Ramie, not wanting to lose his friends, but realizing the Alysworth
youth will get pummeled to a pulp by the others for interfering, must
make a choice. He joins Billy & reluctantly aids him. Rocks pelt
the youths, the bird escapes to Billy’s jubilation. They are pursued on
bikes. Dorian & the others eventually find Ramie behind a
dilapidated factory, a fight ensues, Ramie badly beaten, taken & put
on trial again in the club warehouse, a trial in which he dramatically
defends not himself but boldly & fiercely speaks in behalf of Billy
Aylsworth in a very moving & powerful speech {Ramie realizing to the
hilt how wrong he’s been in his treatment of a very special youth}, but
is voted guilty as charged.



Ramie loses not only his membership in the “brotherhood”, his
girlfriend who blasts him for, in effect, choosing a retarded kid over
her, but is put through a gauntlet of sorts {a run in the woods in which
he is pursued by club members in painted faces &, when caught,
“tarred” & feathered}. He goes to Old Tom for treatment {Billy is
also there}, and collapses; doesn’t want his mother to know what
happened.



Situations intensify, and following a cruel, heartless prank, Billy
saves the life of his nemesis Dorian Bromley to the latter’s
dumfoundedness: Billy, Dorian’s unlikely deliverer, rescues the latter
from the lethal fangs of an immense, provoked diamondback rattler, Billy
amazingly “eye talking” the thing into a peaceful retreat.
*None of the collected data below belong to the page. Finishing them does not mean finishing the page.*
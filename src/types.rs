//! Entity shapes for both sides of the sync.

use chrono::{DateTime, Utc};
use serde::{Deserialize, Serialize};

/// A loosely-typed instant as it arrives from either domain.
#[derive(Debug, Clone, PartialEq, Serialize, Deserialize)]
#[serde(untagged)]
pub enum TimeValue {
    /// Epoch milliseconds
    Millis(i64),
    /// Fractional epoch milliseconds
    Float(f64),
    /// A date/time string or a numeric string
    Text(String),
}

impl From<i64> for TimeValue {
    fn from(ms: i64) -> Self {
        Self::Millis(ms)
    }
}

impl From<&str> for TimeValue {
    fn from(text: &str) -> Self {
        Self::Text(text.to_string())
    }
}

impl From<DateTime<Utc>> for TimeValue {
    fn from(dt: DateTime<Utc>) -> Self {
        Self::Millis(dt.timestamp_millis())
    }
}

/// A file in the hierarchical domain.
#[derive(Debug, Clone, PartialEq, Serialize, Deserialize)]
#[serde(rename_all = "camelCase")]
pub struct FileEntity {
    /// Slash-delimited path, unique within the file domain
    pub path: String,
    #[serde(default)]
    pub name: String,
    #[serde(default)]
    pub content: String,
    #[serde(default)]
    pub created_at: Option<TimeValue>,
    #[serde(default)]
    pub updated_at: Option<TimeValue>,
}

impl FileEntity {
    pub fn new(path: impl Into<String>, content: impl Into<String>) -> Self {
        let path = path.into();
        let name = crate::sync::path_tags::name_from_path(&path);
        Self {
            path,
            name,
            content: content.into(),
            created_at: None,
            updated_at: None,
        }
    }
}

/// A review comment attached to a file.
///
/// Author information arrives through any of `kind`, `role` or `author`.
#[derive(Debug, Clone, Default, PartialEq, Serialize, Deserialize)]
#[serde(rename_all = "camelCase")]
pub struct CommentEntity {
    #[serde(default)]
    pub key: String,
    /// Identity of the owning file's mirrored session
    #[serde(default)]
    pub file_key: String,
    #[serde(default)]
    pub text: String,
    #[serde(default, rename = "type")]
    pub kind: Option<String>,
    #[serde(default)]
    pub role: Option<String>,
    #[serde(default)]
    pub author: Option<String>,
    #[serde(default)]
    pub timestamp: Option<TimeValue>,
    #[serde(default)]
    pub image_data_url: Option<String>,
}

/// Who produced a message
#[derive(Debug, Clone, Copy, PartialEq, Eq, Hash, Serialize, Deserialize)]
#[serde(rename_all = "lowercase")]
pub enum MessageKind {
    User,
    Pet,
}

impl MessageKind {
    pub fn as_str(&self) -> &'static str {
        match self {
            MessageKind::User => "user",
            MessageKind::Pet => "pet",
        }
    }

    /// Resolve a type/role/author alias. Unknown aliases yield `None`.
    pub fn from_alias(alias: &str) -> Option<Self> {
        match alias.trim().to_lowercase().as_str() {
            "user" | "me" => Some(MessageKind::User),
            "assistant" | "bot" | "ai" | "pet" => Some(MessageKind::Pet),
            _ => None,
        }
    }
}

/// A canonical message inside a session.
#[derive(Debug, Clone, PartialEq, Serialize, Deserialize)]
#[serde(rename_all = "camelCase")]
pub struct MessageRecord {
    #[serde(rename = "type")]
    pub kind: MessageKind,
    pub message: String,
    pub timestamp: i64,
    #[serde(default, skip_serializing_if = "Option::is_none")]
    pub image_data_url: Option<String>,
    #[serde(default, skip_serializing_if = "Vec::is_empty")]
    pub image_data_urls: Vec<String>,
}

impl MessageRecord {
    pub fn text(kind: MessageKind, message: impl Into<String>, timestamp: i64) -> Self {
        Self {
            kind,
            message: message.into(),
            timestamp,
            image_data_url: None,
            image_data_urls: Vec::new(),
        }
    }

    pub fn has_images(&self) -> bool {
        self.image_data_url.is_some() || !self.image_data_urls.is_empty()
    }
}

/// Any message- or comment-shaped input, with every alias optional.
///
/// Alias resolution order: type, then role, then author for the kind;
/// message, then content, then text for the body; timestamp, then
/// createdTime, then createdAt for the instant.
#[derive(Debug, Clone, Default, PartialEq, Serialize, Deserialize)]
#[serde(rename_all = "camelCase")]
pub struct RawMessage {
    #[serde(default, rename = "type")]
    pub kind: Option<String>,
    #[serde(default)]
    pub role: Option<String>,
    #[serde(default)]
    pub author: Option<String>,
    #[serde(default)]
    pub message: Option<String>,
    #[serde(default)]
    pub content: Option<String>,
    #[serde(default)]
    pub text: Option<String>,
    #[serde(default)]
    pub timestamp: Option<TimeValue>,
    #[serde(default)]
    pub created_time: Option<TimeValue>,
    #[serde(default)]
    pub created_at: Option<TimeValue>,
    #[serde(default)]
    pub image_data_url: Option<String>,
    #[serde(default)]
    pub image_data_urls: Option<Vec<String>>,
}

impl From<MessageRecord> for RawMessage {
    fn from(record: MessageRecord) -> Self {
        Self {
            kind: Some(record.kind.as_str().to_string()),
            message: Some(record.message),
            timestamp: Some(TimeValue::Millis(record.timestamp)),
            image_data_url: record.image_data_url,
            image_data_urls: Some(record.image_data_urls),
            ..Default::default()
        }
    }
}

impl From<&CommentEntity> for RawMessage {
    fn from(comment: &CommentEntity) -> Self {
        Self {
            kind: comment.kind.clone(),
            role: comment.role.clone(),
            author: comment.author.clone(),
            text: Some(comment.text.clone()),
            timestamp: comment.timestamp.clone(),
            image_data_url: comment.image_data_url.clone(),
            ..Default::default()
        }
    }
}

/// The session-domain mirror of a file.
#[derive(Debug, Clone, PartialEq, Serialize, Deserialize)]
#[serde(rename_all = "camelCase")]
pub struct SessionEntity {
    /// Identity key; never changes once created
    pub key: String,
    pub url: String,
    pub title: String,
    pub page_title: String,
    /// Carries the canonical source path
    pub page_description: String,
    #[serde(default)]
    pub page_content: String,
    /// Directory segments of the source path, root first
    #[serde(default)]
    pub tags: Vec<String>,
    #[serde(default)]
    pub messages: Vec<MessageRecord>,
    #[serde(default)]
    pub is_favorite: bool,
    pub created_at: i64,
    pub updated_at: i64,
    pub last_access_time: i64,
}

impl SessionEntity {
    /// True when both carry the same path-derived fields and content.
    pub fn same_derived_state(&self, other: &SessionEntity) -> bool {
        self.title == other.title
            && self.page_title == other.page_title
            && self.page_description == other.page_description
            && self.page_content == other.page_content
            && self.tags == other.tags
    }
}

/// Result of a file or comment sync.
#[derive(Debug, Clone, PartialEq, Serialize)]
#[serde(untagged)]
pub enum SyncOutcome {
    /// The entity was written (or already up to date) on the immediate path
    Written(SessionEntity),
    /// The entity was handed to the write queue
    Queued { queued: bool, id: String },
}

impl SyncOutcome {
    pub fn queued(id: impl Into<String>) -> Self {
        Self::Queued {
            queued: true,
            id: id.into(),
        }
    }

    pub fn entity(&self) -> Option<&SessionEntity> {
        match self {
            SyncOutcome::Written(entity) => Some(entity),
            SyncOutcome::Queued { .. } => None,
        }
    }

    pub fn is_queued(&self) -> bool {
        matches!(self, SyncOutcome::Queued { .. })
    }
}

/// Summary of a cascading folder delete.
#[derive(Debug, Clone, Default, PartialEq, Serialize, Deserialize)]
#[serde(rename_all = "camelCase")]
pub struct FolderDeleteReport {
    pub success: bool,
    pub deleted_count: usize,
    pub total_found: usize,
    pub errors: Vec<String>,
}

/// File and comment projections rebuilt from stored sessions.
#[derive(Debug, Clone, Default, PartialEq, Serialize, Deserialize)]
pub struct ReverseProjection {
    pub files: Vec<FileEntity>,
    pub comments: Vec<CommentEntity>,
}
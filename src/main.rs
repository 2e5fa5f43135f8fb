use anyhow::{anyhow, Context, Result};
use clap::{Parser, Subcommand};
use session_sync::store::HttpStore;
use session_sync::{FileEntity, SyncConfig, SyncEngine};
use std::path::PathBuf;
use std::sync::Arc;
use tracing_subscriber::EnvFilter;

#[derive(Parser, Debug)]
#[command(name = "session-sync", version, about = "Mirror files and comments into session records")]
struct Cli {
    /// Path to a TOML config file
    #[arg(short, long, global = true)]
    config: Option<PathBuf>,

    /// Override the store base URL from the config
    #[arg(long, global = true)]
    base_url: Option<String>,

    #[command(subcommand)]
    command: Command,
}

#[derive(Subcommand, Debug)]
enum Command {
    /// Create or update the session for a file
    SyncFile {
        path: String,
        /// Read the file body from this local file
        #[arg(long)]
        content_file: Option<PathBuf>,
        /// Write even when nothing changed
        #[arg(long)]
        force: bool,
    },
    /// Point an existing session at a new path
    Rename { key: String, new_path: String },
    /// Delete every session at or below a folder
    DeleteFolder { folder: String },
    /// Rebuild files and comments from stored sessions
    LoadReverse,
}

#[tokio::main]
async fn main() -> Result<()> {
    tracing_subscriber::fmt()
        .with_env_filter(EnvFilter::try_from_default_env().unwrap_or_else(|_| EnvFilter::new("info")))
        .with_writer(std::io::stderr)
        .init();

    let cli = Cli::parse();
    let mut config = SyncConfig::load(cli.config.as_deref())?;
    if let Some(base_url) = cli.base_url {
        let api_key_env = config.store.as_ref().and_then(|s| s.api_key_env.clone());
        config.store = Some(session_sync::config::StoreConfig {
            base_url,
            api_key_env,
        });
    }

    let store_config = config
        .store
        .clone()
        .ok_or_else(|| anyhow!("No store configured; set [store] base_url or pass --base-url"))?;
    let store = Arc::new(HttpStore::from_config(&store_config)?);
    let engine = SyncEngine::new(config, store.clone(), store);

    let output = match cli.command {
        Command::SyncFile {
            path,
            content_file,
            force,
        } => {
            let content = match content_file {
                Some(local) => std::fs::read_to_string(&local)
                    .context(format!("Failed to read {}", local.display()))?,
                None => String::new(),
            };
            let outcome = engine
                .sync_file_to_entity(&FileEntity::new(path, content), true, force)
                .await?;
            serde_json::to_value(outcome)?
        }
        Command::Rename { key, new_path } => {
            let renamed = engine
                .rename_entity(&key, &FileEntity::new(new_path, String::new()))
                .await?;
            serde_json::to_value(renamed)?
        }
        Command::DeleteFolder { folder } => {
            let entities = engine.list_entities().await?;
            let report = engine.delete_entities_by_folder(&folder, &entities).await;
            serde_json::to_value(report)?
        }
        Command::LoadReverse => serde_json::to_value(engine.load_reverse().await?)?,
    };

    println!("{}", serde_json::to_string_pretty(&output)?);
    Ok(())
}
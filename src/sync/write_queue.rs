//! Deferred, batched session writes.
//!
//! Queued writes are create-if-absent: a drain skips any identity that
//! already exists in the store. The immediate path in the engine is the
//! only overwrite.

use crate::store::DocumentStore;
use crate::sync::dedup::RequestDeduplicator;
use crate::types::SessionEntity;
use serde::Serialize;
use std::collections::HashMap;
use std::sync::Arc;
use std::time::Duration;
use tokio::sync::Mutex;
use tokio::task::JoinHandle;
use tracing::{debug, error, info};

/// Outcome of one drain
#[derive(Debug, Clone, Default, PartialEq, Eq, Serialize)]
pub struct DrainReport {
    pub created: usize,
    pub skipped: usize,
    pub failed: usize,
}

impl DrainReport {
    pub fn total(&self) -> usize {
        self.created + self.skipped + self.failed
    }
}

struct QueueState {
    pending: HashMap<String, SessionEntity>,
    timer: Option<JoinHandle<()>>,
}

struct QueueInner {
    store: Arc<dyn DocumentStore>,
    reads: RequestDeduplicator,
    collection: String,
    delay: Duration,
    state: Mutex<QueueState>,
}

/// Pending-write map drained by a single deferred timer.
#[derive(Clone)]
pub struct CoalescingWriteQueue {
    inner: Arc<QueueInner>,
}

impl CoalescingWriteQueue {
    pub fn new(
        store: Arc<dyn DocumentStore>,
        reads: RequestDeduplicator,
        collection: impl Into<String>,
        delay: Duration,
    ) -> Self {
        Self {
            inner: Arc::new(QueueInner {
                store,
                reads,
                collection: collection.into(),
                delay,
                state: Mutex::new(QueueState {
                    pending: HashMap::new(),
                    timer: None,
                }),
            }),
        }
    }

    /// Store `entity` as the pending write for `id`, replacing any earlier
    /// one, and arm the drain timer if it is not armed yet.
    pub async fn enqueue(&self, id: impl Into<String>, entity: SessionEntity) {
        let id = id.into();
        let mut state = self.inner.state.lock().await;
        state.pending.insert(id.clone(), entity);
        debug!("Queued write for {} ({} pending)", id, state.pending.len());

        if state.timer.is_none() {
            let queue = self.clone();
            let delay = self.inner.delay;
            state.timer = Some(tokio::spawn(async move {
                tokio::time::sleep(delay).await;
                queue.drain().await;
            }));
        }
    }

    pub async fn pending_len(&self) -> usize {
        self.inner.state.lock().await.pending.len()
    }

    pub async fn is_armed(&self) -> bool {
        self.inner.state.lock().await.timer.is_some()
    }

    /// Cancel an armed timer and drain now. Does nothing when no timer is armed.
    pub async fn flush(&self) -> DrainReport {
        let armed = {
            let mut state = self.inner.state.lock().await;
            state.timer.take()
        };
        match armed {
            Some(timer) => {
                timer.abort();
                self.drain().await
            }
            None => DrainReport::default(),
        }
    }

    /// Swap out the pending batch and create every entity not already stored.
    /// Per-item failures are logged and counted; they never abort the batch.
    pub async fn drain(&self) -> DrainReport {
        let batch = {
            let mut state = self.inner.state.lock().await;
            state.timer = None;
            std::mem::take(&mut state.pending)
        };

        let mut report = DrainReport::default();
        if batch.is_empty() {
            return report;
        }

        for (id, entity) in batch {
            if self.inner.reads.get_by_identity(&id).await.is_some() {
                debug!("Skipping queued write for {}: already stored", id);
                report.skipped += 1;
                continue;
            }

            let document = match serde_json::to_value(&entity) {
                Ok(document) => document,
                Err(e) => {
                    error!("Failed to serialize queued session {}: {}", id, e);
                    report.failed += 1;
                    continue;
                }
            };

            match self.inner.store.create(&self.inner.collection, document).await {
                Ok(_) => report.created += 1,
                Err(e) => {
                    error!("Queued create for {} failed: {}", id, e);
                    report.failed += 1;
                }
            }
        }

        info!(
            "Drained write queue: {} created, {} skipped, {} failed",
            report.created, report.skipped, report.failed
        );
        report
    }
}

#[cfg(test)]
mod tests {
    use super::*;
    use crate::test_utils::{sample_session, InMemoryStore};

    fn queue(store: Arc<InMemoryStore>) -> CoalescingWriteQueue {
        let reads = RequestDeduplicator::new(store.clone(), "sessions");
        CoalescingWriteQueue::new(store, reads, "sessions", Duration::from_millis(1000))
    }

    #[tokio::test(start_paused = true)]
    async fn test_timer_drains_after_delay() {
        let store = Arc::new(InMemoryStore::new());
        let queue = queue(store.clone());

        queue.enqueue("a.md", sample_session("a.md")).await;
        queue.enqueue("b.md", sample_session("b.md")).await;
        assert!(queue.is_armed().await);
        assert_eq!(store.create_count(), 0);

        tokio::time::sleep(Duration::from_millis(1100)).await;

        assert_eq!(store.create_count(), 2);
        assert_eq!(queue.pending_len().await, 0);
        assert!(!queue.is_armed().await);
    }

    #[tokio::test(start_paused = true)]
    async fn test_last_enqueue_wins() {
        let store = Arc::new(InMemoryStore::new());
        let queue = queue(store.clone());

        let mut first = sample_session("a.md");
        first.title = "first".to_string();
        let mut second = sample_session("a.md");
        second.title = "second".to_string();

        queue.enqueue("a.md", first).await;
        queue.enqueue("a.md", second).await;
        let report = queue.flush().await;

        assert_eq!(report.created, 1);
        assert_eq!(store.get("sessions", "a.md").unwrap()["title"], "second");
    }

    #[tokio::test]
    async fn test_existing_entities_are_not_overwritten() {
        let store = Arc::new(InMemoryStore::new());
        let mut stored = sample_session("a.md");
        stored.title = "stored".to_string();
        store.insert("sessions", stored);
        let queue = queue(store.clone());

        let mut queued = sample_session("a.md");
        queued.title = "queued".to_string();
        queue.enqueue("a.md", queued).await;
        let report = queue.flush().await;

        assert_eq!(report, DrainReport { created: 0, skipped: 1, failed: 0 });
        assert_eq!(store.get("sessions", "a.md").unwrap()["title"], "stored");
    }

    #[tokio::test]
    async fn test_failures_do_not_abort_batch() {
        let store = Arc::new(InMemoryStore::new());
        store.fail_creates_for("bad.md");
        let queue = queue(store.clone());

        queue.enqueue("bad.md", sample_session("bad.md")).await;
        queue.enqueue("good.md", sample_session("good.md")).await;
        let report = queue.flush().await;

        assert_eq!(report.failed, 1);
        assert_eq!(report.created, 1);
        assert!(store.get("sessions", "good.md").is_some());
    }

    #[tokio::test]
    async fn test_flush_without_timer_is_noop() {
        let store = Arc::new(InMemoryStore::new());
        let queue = queue(store.clone());

        assert_eq!(queue.flush().await, DrainReport::default());
        assert_eq!(store.query_count(), 0);
    }

    #[tokio::test(start_paused = true)]
    async fn test_enqueue_during_drain_starts_new_batch() {
        let store = Arc::new(InMemoryStore::new());
        let queue = queue(store.clone());

        queue.enqueue("a.md", sample_session("a.md")).await;
        queue.flush().await;
        queue.enqueue("b.md", sample_session("b.md")).await;

        assert!(queue.is_armed().await);
        assert_eq!(queue.pending_len().await, 1);
        assert_eq!(queue.flush().await.created, 1);
        assert_eq!(store.create_count(), 2);
    }
}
Dorian,
almost speechless asking, “Why did you save me, after everything I have
done to… ?” Billy answering simply, wondering why Dorian would even
ask, “Because you needed help.”



Tragedy strikes unexpectedly, but in the end, lives are changed
forever… for the better… and we witness, as an adult Ramie says, “How
curious at times is Justice’s sure and wily hand.”





The story would carry a PG rating/slated for family fare, with
inherent traditional family values, and will be feature-length {approx.
90 minutes}.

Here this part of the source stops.